→ Assignment
In the entries below, find the lines with the word "quotes" and copy them.
◇ ◇ ◇ ◇
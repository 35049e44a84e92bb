use clap::ValueEnum;
use std::fmt;
use std::io::{self, Write};

/// Envelope used when printing a response.
#[derive(Debug, Clone, Copy, Default, PartialEq, Eq, ValueEnum)]
pub enum DisplayFormat {
    /// The response text as is.
    #[default]
    Md,
    /// `{"response": "..."}`, pretty-printed.
    Json,
    /// A `response` header row and one quoted data row.
    Csv,
}

impl fmt::Display for DisplayFormat {
    fn fmt(&self, f: &mut fmt::Formatter<'_>) -> fmt::Result {
        let name = match self {
            Self::Md => "md",
            Self::Json => "json",
            Self::Csv => "csv",
        };
        f.write_str(name)
    }
}

/// Wraps `content` in the envelope for `format`.
///
/// The text itself is never altered, only wrapped.
pub fn render(content: &str, format: DisplayFormat) -> String {
    match format {
        DisplayFormat::Md => content.to_string(),
        DisplayFormat::Json => format!("{:#}", serde_json::json!({ "response": content })),
        DisplayFormat::Csv => format!("response\n{}", csv_field(content)),
    }
}

// RFC 4180: always quoted, embedded quotes doubled.
fn csv_field(value: &str) -> String {
    format!("\"{}\"", value.replace('"', "\"\""))
}

/// Prints the rendered response to stdout.
pub fn display_response(content: &str, format: DisplayFormat) -> io::Result<()> {
    let mut stdout = io::stdout().lock();
    writeln!(stdout, "{}", render(content, format))?;
    stdout.flush()
}
//! Consistent styling utilities for CLI output.
//!
//! Provides color and formatting helpers using owo-colors. Every helper
//! returns plain text when colors are disabled (`NO_COLOR`).

use owo_colors::OwoColorize;
use std::fmt::Display;

use crate::output;

fn paint<T, F>(text: T, styled: F) -> String
where
    T: Display,
    F: FnOnce(&T) -> String,
{
    if output::is_no_color() {
        text.to_string()
    } else {
        styled(&text)
    }
}

/// Styles for different semantic elements.
pub struct Style;

impl Style {
    /// Style for the application title and session banners
    pub fn title<T: Display>(text: T) -> String {
        paint(text, |t| t.blue().bold().to_string())
    }

    /// Style for section headers (e.g., "Configuration", "AI Prompt")
    pub fn header<T: Display>(text: T) -> String {
        paint(text, |t| t.bold().to_string())
    }

    /// Style for labels/keys (e.g., "AI Provider", "Model")
    pub fn label<T: Display>(text: T) -> String {
        paint(text, |t| t.cyan().to_string())
    }

    /// Style for primary values (e.g., provider names, model names)
    pub fn value<T: Display>(text: T) -> String {
        paint(text, |t| t.green().to_string())
    }

    /// Style for secondary/supplementary info (e.g., descriptions)
    pub fn secondary<T: Display>(text: T) -> String {
        paint(text, |t| t.dimmed().to_string())
    }

    /// Style for success messages
    pub fn success<T: Display>(text: T) -> String {
        paint(text, |t| t.green().to_string())
    }

    /// Style for error messages
    pub fn error<T: Display>(text: T) -> String {
        paint(text, |t| t.red().bold().to_string())
    }

    /// Style for a path or value that is missing
    pub fn missing<T: Display>(text: T) -> String {
        paint(text, |t| t.red().to_string())
    }

    /// Style for warning messages
    pub fn warning<T: Display>(text: T) -> String {
        paint(text, |t| t.yellow().to_string())
    }

    /// Style for commands (e.g., "/config", "/help")
    pub fn command<T: Display>(text: T) -> String {
        paint(text, |t| t.green().to_string())
    }

    /// Style for the chat prompt prefixes ("You", "AI:")
    pub fn speaker<T: Display>(text: T) -> String {
        paint(text, |t| t.blue().bold().to_string())
    }

    /// Style for version info
    pub fn version<T: Display>(text: T) -> String {
        paint(text, |t| t.green().bold().to_string())
    }
}
//! File system utilities.

use std::fs;
use std::io;
use std::path::Path;

/// Writes content to a file atomically using a temp file and rename.
///
/// This prevents a half-written config or summary if the process is
/// interrupted (e.g., Ctrl+C). The temp file is created in the same
/// directory as the target so the rename stays on one filesystem.
pub fn atomic_write(path: &Path, content: &str) -> io::Result<()> {
    let parent = match path.parent() {
        Some(parent) if !parent.as_os_str().is_empty() => parent,
        _ => Path::new("."),
    };
    let file_name = path.file_name().unwrap_or_default().to_string_lossy();
    let temp_path = parent.join(format!(".{file_name}.tmp"));

    fs::write(&temp_path, content)?;

    if let Err(err) = fs::rename(&temp_path, path) {
        let _ = fs::remove_file(&temp_path);
        return Err(err);
    }

    Ok(())
}
use anyhow::Result;
use std::io::{self, IsTerminal};

use super::connect;
use crate::chat::{ChatSession, PromptLines, ReaderLines};
use crate::cli::ChatArgs;

pub async fn run_chat(args: ChatArgs) -> Result<()> {
    let (_, llm_config, client) = connect(&args.overrides())?;
    let session = ChatSession::new(client, llm_config, args.system_prompt);
    let mut stdout = io::stdout();

    if io::stdin().is_terminal() {
        session.run(&mut PromptLines::new(), &mut stdout).await
    } else {
        tracing::debug!("stdin is not a terminal, reading chat lines from it");
        let stdin = tokio::io::BufReader::new(tokio::io::stdin());
        session
            .run(&mut ReaderLines::new(stdin), &mut stdout)
            .await
    }
}
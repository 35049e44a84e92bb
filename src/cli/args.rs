use clap::{Parser, Subcommand};
use std::path::PathBuf;

use crate::config::{CliOverrides, Temperature};
use crate::llm::{DEFAULT_SYSTEM_PROMPT, PricingDisplay, Provider};
use crate::output::DisplayFormat;

#[derive(Parser, Debug)]
#[command(name = "quill")]
#[command(about = "Quill - A starter template for AI-powered CLI applications")]
#[command(version)]
pub struct Args {
    #[command(subcommand)]
    pub command: Command,
}

#[derive(Subcommand, Debug)]
pub enum Command {
    /// Process a prompt with AI and display the response
    Process(ProcessArgs),
    /// Start an interactive chat session with the AI
    Chat(ChatArgs),
    /// Manage application configuration
    Config {
        /// Create an example configuration file
        #[arg(long)]
        create: bool,

        /// Show current configuration
        #[arg(long)]
        show: bool,
    },
    /// Summarize text from a file
    Summarize {
        /// File to summarize
        input_file: PathBuf,

        /// Output file (default: stdout)
        #[arg(short = 'o', long = "output")]
        output: Option<PathBuf>,
    },
    /// Translate text to another language
    Translate {
        /// Text to translate
        text: String,

        /// Target language
        language: String,
    },
    /// Analyze code and provide insights
    AnalyzeCode {
        /// Code file to analyze
        input_file: PathBuf,
    },
}

impl Command {
    /// The `--debug` flag as given on the command line, if the command has one.
    pub const fn debug_flag(&self) -> Option<bool> {
        match self {
            Self::Process(args) => args.debug,
            Self::Chat(args) => args.debug,
            _ => None,
        }
    }
}

#[derive(clap::Args, Debug)]
pub struct ProcessArgs {
    /// Prompt to send to AI (use quotes for multi-word prompts)
    #[arg(short = 'p', long)]
    pub prompt: Option<String>,

    /// Read prompt from file
    #[arg(short = 'i', long)]
    pub input_file: Option<PathBuf>,

    /// System prompt to use
    #[arg(short = 's', long, default_value = DEFAULT_SYSTEM_PROMPT)]
    pub system_prompt: String,

    /// AI provider to use
    #[arg(short = 'a', long)]
    pub ai_provider: Option<Provider>,

    /// AI model to use (overrides config file)
    #[arg(short = 'm', long)]
    pub model: Option<String>,

    /// Use a lighter/faster model variant
    #[arg(
        short = 'l',
        long,
        num_args = 0..=1,
        require_equals = true,
        default_missing_value = "true"
    )]
    pub light_model: Option<bool>,

    /// Override the base URL for the AI provider
    #[arg(short = 'b', long)]
    pub ai_base_url: Option<String>,

    /// Temperature for response creativity (0.0-2.0)
    #[arg(short = 't', long)]
    pub temperature: Option<Temperature>,

    /// Show token usage reported by the provider on stderr
    /// (price: total tokens, details: prompt/completion breakdown; no cost table)
    #[arg(long, value_enum, default_value_t = PricingDisplay::None)]
    pub pricing: PricingDisplay,

    /// Output format
    #[arg(short = 'o', long = "output", value_enum, default_value_t = DisplayFormat::Md)]
    pub display_format: DisplayFormat,

    /// Stream response in real-time
    #[arg(long)]
    pub stream: bool,

    /// Enable debug mode with verbose output
    #[arg(long, num_args = 0..=1, require_equals = true, default_missing_value = "true")]
    pub debug: Option<bool>,

    /// Print version and exit
    #[arg(short = 'v', long)]
    pub version: bool,
}

impl ProcessArgs {
    pub fn overrides(&self) -> CliOverrides {
        CliOverrides {
            ai_provider: self.ai_provider,
            model: self.model.clone(),
            light_model: self.light_model,
            ai_base_url: self.ai_base_url.clone(),
            temperature: self.temperature,
            debug: self.debug,
        }
    }
}

#[derive(clap::Args, Debug)]
pub struct ChatArgs {
    /// System prompt for the chat session
    #[arg(short = 's', long, default_value = DEFAULT_SYSTEM_PROMPT)]
    pub system_prompt: String,

    /// AI provider to use
    #[arg(short = 'a', long)]
    pub ai_provider: Option<Provider>,

    /// AI model to use
    #[arg(short = 'm', long)]
    pub model: Option<String>,

    /// Enable debug mode
    #[arg(long, num_args = 0..=1, require_equals = true, default_missing_value = "true")]
    pub debug: Option<bool>,
}

impl ChatArgs {
    pub fn overrides(&self) -> CliOverrides {
        CliOverrides {
            ai_provider: self.ai_provider,
            model: self.model.clone(),
            debug: self.debug,
            ..CliOverrides::default()
        }
    }
}

#[cfg(test)]
#[allow(clippy::unwrap_used)]
mod tests {
    use super::*;
    use clap::CommandFactory;

    fn parse(args: &[&str]) -> Command {
        let mut argv = vec!["quill"];
        argv.extend_from_slice(args);
        Args::try_parse_from(argv).unwrap().command
    }

    fn process(args: &[&str]) -> ProcessArgs {
        let mut argv = vec!["process"];
        argv.extend_from_slice(args);
        match parse(&argv) {
            Command::Process(args) => args,
            other => panic!("unexpected command: {other:?}"),
        }
    }

    #[test]
    fn test_cli_definition_is_valid() {
        Args::command().debug_assert();
    }

    #[test]
    fn test_process_defaults_leave_overrides_unset() {
        let args = process(&[]);
        assert_eq!(args.overrides(), CliOverrides::default());
        assert_eq!(args.system_prompt, DEFAULT_SYSTEM_PROMPT);
        assert_eq!(args.pricing, PricingDisplay::None);
        assert_eq!(args.display_format, DisplayFormat::Md);
        assert!(!args.stream);
        assert!(!args.version);
    }

    #[test]
    fn test_tri_state_flags() {
        assert_eq!(process(&["--debug"]).debug, Some(true));
        assert_eq!(process(&["--debug=false"]).debug, Some(false));
        assert_eq!(process(&["-l"]).light_model, Some(true));
        assert_eq!(process(&["--light-model=false"]).light_model, Some(false));
    }

    #[test]
    fn test_process_full_flags() {
        let args = process(&[
            "-p", "Hello", "-a", "anthropic", "-m", "claude", "-b", "http://proxy", "-t", "0",
            "--pricing", "details", "-o", "json", "--stream",
        ]);
        let overrides = args.overrides();
        assert_eq!(args.prompt.as_deref(), Some("Hello"));
        assert_eq!(overrides.ai_provider, Some(Provider::Anthropic));
        assert_eq!(overrides.model.as_deref(), Some("claude"));
        assert_eq!(overrides.ai_base_url.as_deref(), Some("http://proxy"));
        assert_eq!(overrides.temperature, Some(Temperature::new(0.0).unwrap()));
        assert_eq!(args.pricing, PricingDisplay::Details);
        assert_eq!(args.display_format, DisplayFormat::Json);
        assert!(args.stream);
    }

    #[test]
    fn test_temperature_out_of_range_is_rejected() {
        assert!(Args::try_parse_from(["quill", "process", "-t", "2.5"]).is_err());
        assert!(Args::try_parse_from(["quill", "process", "-t", "warm"]).is_err());
    }

    #[test]
    fn test_chat_overrides() {
        let Command::Chat(args) = parse(&["chat", "-a", "Ollama", "-s", "Be terse", "--debug"])
        else {
            panic!("expected chat");
        };
        let overrides = args.overrides();
        assert_eq!(overrides.ai_provider, Some(Provider::Ollama));
        assert_eq!(overrides.debug, Some(true));
        assert!(overrides.light_model.is_none());
        assert_eq!(args.system_prompt, "Be terse");
    }

    #[test]
    fn test_task_commands() {
        assert!(matches!(
            parse(&["summarize", "doc.txt", "-o", "out.md"]),
            Command::Summarize { output: Some(_), .. }
        ));
        assert!(matches!(
            parse(&["translate", "Hello world", "Spanish"]),
            Command::Translate { .. }
        ));
        assert!(matches!(
            parse(&["analyze-code", "main.rs"]),
            Command::AnalyzeCode { .. }
        ));
        assert!(matches!(
            parse(&["config", "--show"]),
            Command::Config { create: false, show: true }
        ));
    }

    #[test]
    fn test_debug_flag() {
        assert_eq!(parse(&["process", "--debug"]).debug_flag(), Some(true));
        assert_eq!(parse(&["chat"]).debug_flag(), None);
        assert_eq!(parse(&["config"]).debug_flag(), None);
    }
}
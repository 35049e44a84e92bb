//! Chat mode UI components.

use std::io::{self, Write};

use crate::llm::LlmConfig;
use crate::ui::Style;

pub fn print_header(out: &mut impl Write) -> io::Result<()> {
    writeln!(out, "{}", Style::title("Starting interactive chat session"))?;
    writeln!(
        out,
        "{}",
        Style::secondary("Type 'quit', 'exit', or press Ctrl+C to end the session")
    )?;
    writeln!(out)
}

pub fn print_goodbye(out: &mut impl Write) -> io::Result<()> {
    writeln!(out, "{}", Style::warning("Goodbye!"))
}

pub fn print_config(out: &mut impl Write, config: &LlmConfig, system_prompt: &str) -> io::Result<()> {
    writeln!(out, "{}", Style::header("Configuration"))?;
    writeln!(
        out,
        "  {}   {}",
        Style::label("provider"),
        Style::value(config.provider)
    )?;
    writeln!(
        out,
        "  {}      {}",
        Style::label("model"),
        Style::value(&config.model_name)
    )?;
    writeln!(
        out,
        "  {}   {}",
        Style::label("base url"),
        Style::secondary(config.base_url.as_deref().unwrap_or("default"))
    )?;
    writeln!(
        out,
        "  {}       {}",
        Style::label("temp"),
        Style::value(config.temperature)
    )?;
    writeln!(
        out,
        "  {}     {}",
        Style::label("system"),
        Style::secondary(system_prompt)
    )?;
    writeln!(out)
}

pub fn print_help(out: &mut impl Write) -> io::Result<()> {
    writeln!(out, "{}", Style::header("Available commands"))?;
    writeln!(
        out,
        "  {}  {}",
        Style::command("/config"),
        Style::secondary("Show current configuration")
    )?;
    writeln!(
        out,
        "  {}    {}",
        Style::command("/help"),
        Style::secondary("Show this help")
    )?;
    writeln!(
        out,
        "  {}    {}",
        Style::command("/quit"),
        Style::secondary("Exit chat mode (also: quit, exit, q)")
    )?;
    writeln!(out)
}

pub fn print_error(message: &str) {
    eprintln!("{} {message}", Style::error("Error:"));
    eprintln!();
}
//! Prompts for the built-in one-shot tasks.

/// A system prompt paired with the user prompt it frames.
#[derive(Debug, Clone, PartialEq, Eq)]
pub struct TaskPrompt {
    pub system: String,
    pub user: String,
}

pub const SUMMARIZE_SYSTEM_PROMPT: &str =
    "You are an expert at summarizing text. Provide a concise summary of the main points.";

pub const TRANSLATE_SYSTEM_PROMPT_TEMPLATE: &str =
    "You are an expert translator. Translate the given text to {target_language}.";

pub const ANALYZE_CODE_SYSTEM_PROMPT: &str = "You are a code review expert. Analyze the code \
     and provide insights, suggestions, and potential improvements.";

pub fn summarize(text: &str) -> TaskPrompt {
    TaskPrompt {
        system: SUMMARIZE_SYSTEM_PROMPT.to_string(),
        user: format!("Please summarize the following text:\n\n{text}"),
    }
}

#[allow(clippy::literal_string_with_formatting_args)]
pub fn translate(text: &str, target_language: &str) -> TaskPrompt {
    // {target_language} is a placeholder for string replacement, not a format argument
    TaskPrompt {
        system: TRANSLATE_SYSTEM_PROMPT_TEMPLATE.replace("{target_language}", target_language),
        user: format!("Please translate the following text:\n\n{text}"),
    }
}

pub fn analyze_code(code: &str) -> TaskPrompt {
    TaskPrompt {
        system: ANALYZE_CODE_SYSTEM_PROMPT.to_string(),
        user: format!("Please analyze the following code:\n\n```\n{code}\n```"),
    }
}
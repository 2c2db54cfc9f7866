// ==========================================
// 米厂报表客户端 - 应用层
// ==========================================
// 职责: 命令行定义、应用状态装配、命令分发
// ==========================================

pub mod cli;
pub mod commands;
pub mod state;

// 重导出
pub use cli::{Cli, Commands};
pub use commands::{dispatch, map_api_error, ErrorResponse};
pub use state::AppState;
◇ ◇ ◇ ◇
→ Solution for this problem
// RFC 4180: always quoted, embedded quotes doubled.
    /// Prompt to send to AI (use quotes for multi-word prompts)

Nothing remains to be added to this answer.